Since Apple fullscreen capabilities just suck with dual monitor, I rarely plug a second monitor onto my Airbook, and keep working with the Airbook screen (1440 x 900 pixels). I have no external mouse, and I use Moom for windows management. The fact that Apple raised screen resolution of all their 13″ laptops above 1024 x 768 was one of the main reasons I switched from a 15″ Macbook Pro to an Airbook, by the way. I also have an iPhone which I use to read and process incoming emails when I'm not in front of my computer, and more recently I got an iPad mini to read books I buy on O'Reilly shop. I don't have other personal machines at home, and I backup my Home directory on a Time Machine and critical documents on AWS with Arq. I have a 100+ Go account on Dropbox, which I use for cloud storage and web sharing. I no longer use Apple's services after they changed (again and again) their policies regarding cloud storage, email management, or simply applications packaging/management (read, the infamous AppStore). In sum, I try keeping the best of Apple's UI — nice looking and comfortable laptop (although too expensive, really), Quartz device, memory management, drag'n'drop facilities, core BSD system — while avoiding pointless enhancements.
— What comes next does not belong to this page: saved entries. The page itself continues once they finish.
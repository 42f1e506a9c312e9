//! Configuration types.
//!
//! Every component takes its config struct by value in its constructor.
//! `from_env()` constructors read the process environment once at startup.

use std::path::PathBuf;
use std::time::Duration;

use secrecy::SecretString;
use uuid::Uuid;

use crate::accounts::Provider;
use crate::error::ConfigError;

/// Default timeout for any single provider HTTP call.
const DEFAULT_REQUEST_TIMEOUT: Duration = Duration::from_secs(20);

fn env_parse<T: std::str::FromStr>(key: &str) -> Option<T> {
    std::env::var(key).ok().and_then(|s| s.trim().parse().ok())
}

/// OAuth client registration for one provider.
#[derive(Debug, Clone)]
pub struct OAuthClientConfig {
    pub client_id: String,
    /// Absent for public clients.
    pub client_secret: Option<SecretString>,
    pub token_url: String,
    /// Endpoint that reports the mailbox's primary address.
    pub profile_url: String,
    pub scopes: Vec<String>,
    pub request_timeout: Duration,
}

impl OAuthClientConfig {
    /// Google endpoints with the given client registration.
    pub fn google(client_id: impl Into<String>, client_secret: Option<SecretString>) -> Self {
        Self {
            client_id: client_id.into(),
            client_secret,
            token_url: "https://oauth2.googleapis.com/token".to_string(),
            profile_url: "https://gmail.googleapis.com/gmail/v1/users/me/profile".to_string(),
            scopes: vec!["https://www.googleapis.com/auth/gmail.readonly".to_string()],
            request_timeout: DEFAULT_REQUEST_TIMEOUT,
        }
    }

    /// Microsoft identity platform endpoints for `tenant` (usually `common`).
    pub fn microsoft(
        client_id: impl Into<String>,
        client_secret: Option<SecretString>,
        tenant: &str,
    ) -> Self {
        Self {
            client_id: client_id.into(),
            client_secret,
            token_url: format!("https://login.microsoftonline.com/{tenant}/oauth2/v2.0/token"),
            profile_url: "https://graph.microsoft.com/v1.0/me".to_string(),
            scopes: vec![
                "offline_access".to_string(),
                "User.Read".to_string(),
                "Mail.Read".to_string(),
            ],
            request_timeout: DEFAULT_REQUEST_TIMEOUT,
        }
    }

    /// Returns `None` when `GOOGLE_CLIENT_ID` is unset.
    pub fn google_from_env() -> Option<Self> {
        let client_id = std::env::var("GOOGLE_CLIENT_ID").ok()?;
        let secret = std::env::var("GOOGLE_CLIENT_SECRET")
            .ok()
            .map(SecretString::from);
        Some(Self::google(client_id, secret))
    }

    /// Returns `None` when `MICROSOFT_CLIENT_ID` is unset.
    pub fn microsoft_from_env() -> Option<Self> {
        let client_id = std::env::var("MICROSOFT_CLIENT_ID").ok()?;
        let secret = std::env::var("MICROSOFT_CLIENT_SECRET")
            .ok()
            .map(SecretString::from);
        let tenant = std::env::var("MICROSOFT_TENANT").unwrap_or_else(|_| "common".to_string());
        Some(Self::microsoft(client_id, secret, &tenant))
    }

    /// Point both endpoints at another host (mock servers, sovereign clouds).
    pub fn with_base_url(mut self, base: &str) -> Self {
        let base = base.trim_end_matches('/');
        self.token_url = format!("{base}/token");
        self.profile_url = format!("{base}/profile");
        self
    }
}

/// Provider mail API endpoint settings.
#[derive(Debug, Clone)]
pub struct MailApiConfig {
    pub base_url: String,
    /// Messages requested per list page.
    pub page_size: usize,
    pub request_timeout: Duration,
}

impl MailApiConfig {
    pub fn for_provider(provider: Provider) -> Self {
        let base_url = match provider {
            Provider::Gmail => "https://gmail.googleapis.com",
            Provider::Outlook => "https://graph.microsoft.com",
        };
        Self {
            base_url: base_url.to_string(),
            page_size: 50,
            request_timeout: DEFAULT_REQUEST_TIMEOUT,
        }
    }

    pub fn with_base_url(mut self, base_url: impl Into<String>) -> Self {
        self.base_url = base_url.into().trim_end_matches('/').to_string();
        self
    }
}

/// Sync engine and poller settings.
#[derive(Debug, Clone)]
pub struct SyncConfig {
    pub poll_interval_secs: u64,
    /// Upper bound on messages fetched in one sync run.
    pub max_messages_per_sync: usize,
    /// How far back the first sync of a new mailbox reaches.
    pub initial_lookback_days: i64,
}

impl Default for SyncConfig {
    fn default() -> Self {
        Self {
            poll_interval_secs: 300,
            max_messages_per_sync: 100,
            initial_lookback_days: 7,
        }
    }
}

impl SyncConfig {
    pub fn from_env() -> Self {
        let defaults = Self::default();
        Self {
            poll_interval_secs: env_parse("SYNC_POLL_INTERVAL_SECS")
                .unwrap_or(defaults.poll_interval_secs),
            max_messages_per_sync: env_parse("SYNC_MAX_MESSAGES")
                .unwrap_or(defaults.max_messages_per_sync),
            initial_lookback_days: env_parse("SYNC_INITIAL_LOOKBACK_DAYS")
                .unwrap_or(defaults.initial_lookback_days),
        }
    }
}

/// Extraction orchestrator and processor settings.
#[derive(Debug, Clone)]
pub struct ExtractionConfig {
    pub default_batch_size: usize,
    /// Maximum simultaneous oracle calls within one run.
    pub max_concurrency: usize,
    pub oracle_timeout: Duration,
    pub interval_secs: u64,
    /// Message bodies are truncated to this many characters in the prompt.
    pub max_body_chars: usize,
}

impl Default for ExtractionConfig {
    fn default() -> Self {
        Self {
            default_batch_size: 10,
            max_concurrency: 4,
            oracle_timeout: Duration::from_secs(30),
            interval_secs: 600,
            max_body_chars: 4000,
        }
    }
}

impl ExtractionConfig {
    pub fn from_env() -> Self {
        let defaults = Self::default();
        Self {
            default_batch_size: env_parse("EXTRACTION_BATCH_SIZE")
                .unwrap_or(defaults.default_batch_size),
            max_concurrency: env_parse::<usize>("EXTRACTION_CONCURRENCY")
                .unwrap_or(defaults.max_concurrency)
                .max(1),
            oracle_timeout: env_parse("EXTRACTION_TIMEOUT_SECS")
                .map(Duration::from_secs)
                .unwrap_or(defaults.oracle_timeout),
            interval_secs: env_parse("EXTRACTION_INTERVAL_SECS")
                .unwrap_or(defaults.interval_secs),
            max_body_chars: env_parse("EXTRACTION_MAX_BODY_CHARS")
                .unwrap_or(defaults.max_body_chars),
        }
    }
}

/// Process-level settings for the binary.
#[derive(Debug, Clone)]
pub struct PipelineConfig {
    pub db_path: PathBuf,
    pub sync: SyncConfig,
    pub extraction: ExtractionConfig,
    /// Projects the background extraction processor runs for. Empty disables it.
    pub extraction_project_ids: Vec<Uuid>,
}

impl PipelineConfig {
    pub fn from_env() -> Result<Self, ConfigError> {
        let db_path = std::env::var("MAILBOX_TASKS_DB_PATH")
            .unwrap_or_else(|_| "./data/mailbox-tasks.db".to_string());
        let extraction_project_ids = match std::env::var("EXTRACTION_PROJECT_IDS") {
            Ok(raw) => parse_project_ids(&raw)?,
            Err(_) => Vec::new(),
        };
        Ok(Self {
            db_path: PathBuf::from(db_path),
            sync: SyncConfig::from_env(),
            extraction: ExtractionConfig::from_env(),
            extraction_project_ids,
        })
    }
}

/// Comma-separated project UUIDs; blank entries are ignored.
fn parse_project_ids(raw: &str) -> Result<Vec<Uuid>, ConfigError> {
    raw.split(',')
        .map(str::trim)
        .filter(|s| !s.is_empty())
        .map(|s| {
            Uuid::parse_str(s).map_err(|e| ConfigError::InvalidValue {
                key: "EXTRACTION_PROJECT_IDS".to_string(),
                message: format!("{s}: {e}"),
            })
        })
        .collect()
}
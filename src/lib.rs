//! Mailbox Tasks: connect mailboxes over OAuth, sync their mail, and turn
//! actionable emails into project tasks.

pub mod accounts;
pub mod audit;
pub mod config;
pub mod error;
pub mod extraction;
pub mod llm;
pub mod mail;
pub mod oauth;
pub mod store;
pub mod sync;
pub mod tasks;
I use few paid applications, and these are mainly for statistical work or sharing stuff with colleagues that cannot imagine their life without Word or Excel (or worse, HTML emails). I do not blame them nor I am making any judgment, however, since I believe everyone should be able to choose the best way to work. Whether it is the safer and clever way is another issue; I'm not so much interested in that, I just know this never worked for me. Such applications include: Stata, Mplus, Apple iWork suite (mainly Pages), and Mathematica. For statistics, the rest is essentially free software: R, ggobi, Octave, Python (Orange, Pandas, StatsModels), Weka, JAGS. I have a plethora of other applications that I barely use once a month. I spent several hours testing new software or updating 32 and 64-bits dependencies in the past. I now stick to 64-bits program and everything goes under my
/usr/local which is currently facing something like 13 Go of various stuff. Yes, it would need to be refreshed more often :-)
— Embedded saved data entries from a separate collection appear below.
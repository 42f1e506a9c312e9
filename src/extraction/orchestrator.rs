//! Extraction orchestrator: runs unprocessed messages through the oracle
//! and attaches the resulting tasks to a project.
//!
//! Each message is an independent unit of work. A failed unit is logged and
//! left unprocessed for the next run; it never aborts the batch. A unit that
//! succeeds commits its tasks and its processed flag in one transaction, so a
//! message is never extracted twice.

use std::sync::Arc;

use chrono::{DateTime, NaiveDate, Utc};
use futures::FutureExt;
use futures::future::BoxFuture;
use futures::stream::{self, StreamExt};
use tracing::{debug, error, info};
use uuid::Uuid;

use crate::audit::{AuditEntry, AuditLog};
use crate::config::ExtractionConfig;
use crate::error::ExtractionError;
use crate::extraction::oracle::{CandidateTask, ExtractionOracle};
use crate::mail::body::truncate_chars;
use crate::store::{Database, Direction, StoredMessage};
use crate::tasks::{Project, Task, TaskPriority};

/// Result of one `extract_tasks` call.
#[derive(Debug, Clone)]
pub struct ExtractionRun {
    /// Tasks actually committed in this run.
    pub tasks_created: Vec<Task>,
    /// Messages attempted, successful or not.
    pub messages_processed: usize,
    /// Messages whose extraction failed and were left for a later run.
    pub failures: usize,
    pub audit_entry: AuditEntry,
}

pub struct ExtractionOrchestrator {
    db: Arc<dyn Database>,
    oracle: Arc<dyn ExtractionOracle>,
    audit: AuditLog,
    config: ExtractionConfig,
}

impl ExtractionOrchestrator {
    pub fn new(
        db: Arc<dyn Database>,
        oracle: Arc<dyn ExtractionOracle>,
        config: ExtractionConfig,
    ) -> Self {
        let audit = AuditLog::new(Arc::clone(&db));
        Self {
            db,
            oracle,
            audit,
            config,
        }
    }

    pub fn config(&self) -> &ExtractionConfig {
        &self.config
    }

    /// Extract tasks from up to `batch_size` unprocessed messages of the
    /// project owner's mailboxes, newest first.
    ///
    /// Always writes exactly one audit entry once the project is found,
    /// even when there is nothing to process.
    pub async fn extract_tasks(
        &self,
        project_id: Uuid,
        batch_size: usize,
    ) -> Result<ExtractionRun, ExtractionError> {
        let project = self
            .db
            .get_project(project_id)
            .await?
            .ok_or(ExtractionError::ProjectNotFound(project_id))?;

        let messages = if batch_size == 0 {
            Vec::new()
        } else {
            self.db
                .list_unprocessed_messages(&project.user_id, batch_size)
                .await?
        };
        let messages_processed = messages.len();
        debug!(project_id = %project.id, count = messages_processed, "Extraction batch selected");

        let project = &project;
        // Built up front so the run stays `Send` when spawned.
        let units: Vec<BoxFuture<'_, (Uuid, Result<Vec<Task>, ExtractionError>)>> = messages
            .iter()
            .map(|message| {
                async move { (message.id, self.process_message(project, message).await) }.boxed()
            })
            .collect();
        let outcomes: Vec<_> = stream::iter(units)
            .buffer_unordered(self.config.max_concurrency.max(1))
            .collect()
            .await;

        let mut tasks_created = Vec::new();
        let mut failures = 0;
        for (message_id, outcome) in outcomes {
            match outcome {
                Ok(tasks) => tasks_created.extend(tasks),
                Err(e) => {
                    failures += 1;
                    error!(message_id = %message_id, project_id = %project.id, error = %e, "Task extraction failed, message left for retry");
                }
            }
        }

        let audit_entry = AuditEntry::new(
            project.user_id.clone(),
            project.id,
            messages_processed,
            tasks_created.len(),
        );
        self.audit.record(&audit_entry).await?;

        info!(
            project_id = %project.id,
            messages = messages_processed,
            tasks = tasks_created.len(),
            failures,
            "Extraction run complete"
        );

        Ok(ExtractionRun {
            tasks_created,
            messages_processed,
            failures,
            audit_entry,
        })
    }

    async fn process_message(
        &self,
        project: &Project,
        message: &StoredMessage,
    ) -> Result<Vec<Task>, ExtractionError> {
        let prompt = build_extraction_prompt(project, message, self.config.max_body_chars);

        let result = tokio::time::timeout(self.config.oracle_timeout, self.oracle.extract(&prompt))
            .await
            .map_err(|_| ExtractionError::Timeout {
                message_id: message.id,
                timeout: self.config.oracle_timeout,
            })??;

        let tasks: Vec<Task> = result
            .tasks
            .into_iter()
            .map(|candidate| candidate_to_task(project.id, message.id, candidate))
            .collect();

        let committed = self
            .db
            .commit_extraction(message.id, &tasks)
            .await
            .map_err(|source| ExtractionError::Persistence {
                message_id: message.id,
                source,
            })?;

        if !committed {
            debug!(message_id = %message.id, "Message already processed by another run");
            return Ok(Vec::new());
        }

        debug!(message_id = %message.id, tasks = tasks.len(), "Message extracted");
        Ok(tasks)
    }
}

/// Build the oracle prompt for one message.
pub(crate) fn build_extraction_prompt(
    project: &Project,
    message: &StoredMessage,
    max_body_chars: usize,
) -> String {
    let mut prompt = String::with_capacity(512);

    prompt.push_str(&format!("Project: {}\n", project.name));
    match message.direction {
        Direction::Inbound => prompt.push_str(&format!("From: {}\n", message.correspondent)),
        Direction::Outbound => prompt.push_str(&format!(
            "To: {} (sent by the mailbox owner)\n",
            message.correspondent
        )),
    }
    prompt.push_str(&format!(
        "Date: {}\n",
        message.sent_at.format("%Y-%m-%d %H:%M UTC")
    ));
    prompt.push_str(&format!("Subject: {}\n", message.subject));
    prompt.push_str(&format!(
        "\nMessage:\n{}",
        truncate_chars(&message.body, max_body_chars)
    ));

    prompt
}

fn candidate_to_task(project_id: Uuid, message_id: Uuid, candidate: CandidateTask) -> Task {
    let mut task = Task::new(project_id, candidate.title.trim())
        .with_priority(TaskPriority::parse_lenient(candidate.priority.as_deref()))
        .with_source_message(message_id, candidate.confidence);

    if let Some(description) = candidate.description.filter(|d| !d.trim().is_empty()) {
        task = task.with_description(description);
    }
    if let Some(due) = candidate.due_date.as_deref().and_then(parse_due_date) {
        task = task.with_due_date(due);
    }
    task
}

/// Accepts RFC 3339 timestamps and bare `YYYY-MM-DD` dates (midnight UTC).
fn parse_due_date(s: &str) -> Option<DateTime<Utc>> {
    let s = s.trim();
    if let Ok(dt) = DateTime::parse_from_rfc3339(s) {
        return Some(dt.with_timezone(&Utc));
    }
    NaiveDate::parse_from_str(s, "%Y-%m-%d")
        .ok()
        .and_then(|d| d.and_hms_opt(0, 0, 0))
        .map(|dt| dt.and_utc())
}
I recently stopped using Apple Mail to archive or even process my emails, and I'm now saving them on my HD with offlineimap. I can search and read them using mu at the command-line or directly from Emacs using
I have been using Safari since my first Mac back in 2005, but I am now using Chrome. I just find it more simple and less greedy in terms of RAM. I used to have Gmail opened all time but I occasionally have two or three extra tabs opened at once: Feedly (now that Google Reader is dead), Cross Validated, and a Google page. And when I get bored or want to check how accessible a website is, I just use links for browsing. I bookmark a lot of webpages on my HD or saved links via http://bit.ly. I use Twitter as my main social network, in concert with Prismatic and Feedly, usually to share interesting news I found while reading or browsing. I do not have a Facebook account and I do not use Google+.
I spend most of my days typing commands in iTerm2, using zsh as my main shell interpreter with a very basic setup based on oh-my-zsh. I may run a shell directly from Emacs, though. I use sed (and more rarely awk) and Bash scripts for interactive processing of data or text files. I'm happy with the GNU coreutils and Scientific Library, although I don't really like what Richard Stallman has to say at times. My text editor and personal psychotherapist is GNU Emacs, and I used it for almost everything. I tried other software (TextMate, TextMate 2, Sublime, vi) but none offered me the freedom and simplicity of Emacs UI. Depending on my mood, I may run Emacs in Cocoa or cli-mode. I try to keep my own workflow as clean and reusable as possible with Makefile and version control systems (usually, Git), although I often end up thinking that a good workflow would better be: Do as I say not as I do.
I take notes using plain ASCII text, or Markdown (with Marked.app as my main previewer). Most of my reports, articles, posters, or handouts are written using LaTeX or ConTeXt, but I often write directly in Markdown and I let Pandoc post-process them. I also like Sweave, noweb, knitr, and Pweave a lot.